▶ **PROBLEM TO SOLVE**: Each line from the one that has "self.participants.push(participant_id);" through the end of the entries below must be written out exactly; leave out all other lines.

▶ **INPUT MATERIAL**:
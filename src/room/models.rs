use chrono::{DateTime, Utc};
use serde::{Deserialize, Serialize};

/// Whether a room is still backed by a live platform session
#[derive(Debug, Clone, Copy, PartialEq, Eq, Serialize, Deserialize)]
#[serde(rename_all = "lowercase")]
pub enum RoomStatus {
    Active,
    Ended,
}

/// A named room mapped onto a platform session
#[derive(Debug, Clone, PartialEq, Serialize, Deserialize)]
pub struct RoomModel {
    pub name: String,
    pub session_id: String,
    pub participants: Vec<String>, // Participant ids in join order
    pub calls: Vec<String>,         // Reserved, always empty
    #[serde(with = "chrono::serde::ts_milliseconds")]
    pub start_time: DateTime<Utc>,
    pub status: RoomStatus,
}

impl RoomModel {
    /// Creates a new active room for a freshly created session
    pub fn new(name: String, session_id: String) -> Self {
        Self {
            name,
            session_id,
            participants: vec![],
            calls: vec![],
            start_time: Utc::now(),
            status: RoomStatus::Active,
        }
    }

    pub fn is_active(&self) -> bool {
        self.status == RoomStatus::Active
    }

    pub fn has_participant(&self, participant_id: &str) -> bool {
        self.participants.iter().any(|p| p == participant_id)
    }

    /// Appends a participant id, ignoring ids already present
    pub fn add_participant(&mut self, participant_id: String) {
        if !self.has_participant(&participant_id) {
            self.participants.push(participant_id);
        }
    }

    pub fn end(&mut self) {
        self.status = RoomStatus::Ended;
    }
}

▶ **WRITTEN RESPONSE**:
            self.participants.push(participant_id);
        }
    }

    pub fn end(&mut self) {
        self.status = RoomStatus::Ended;
    }
}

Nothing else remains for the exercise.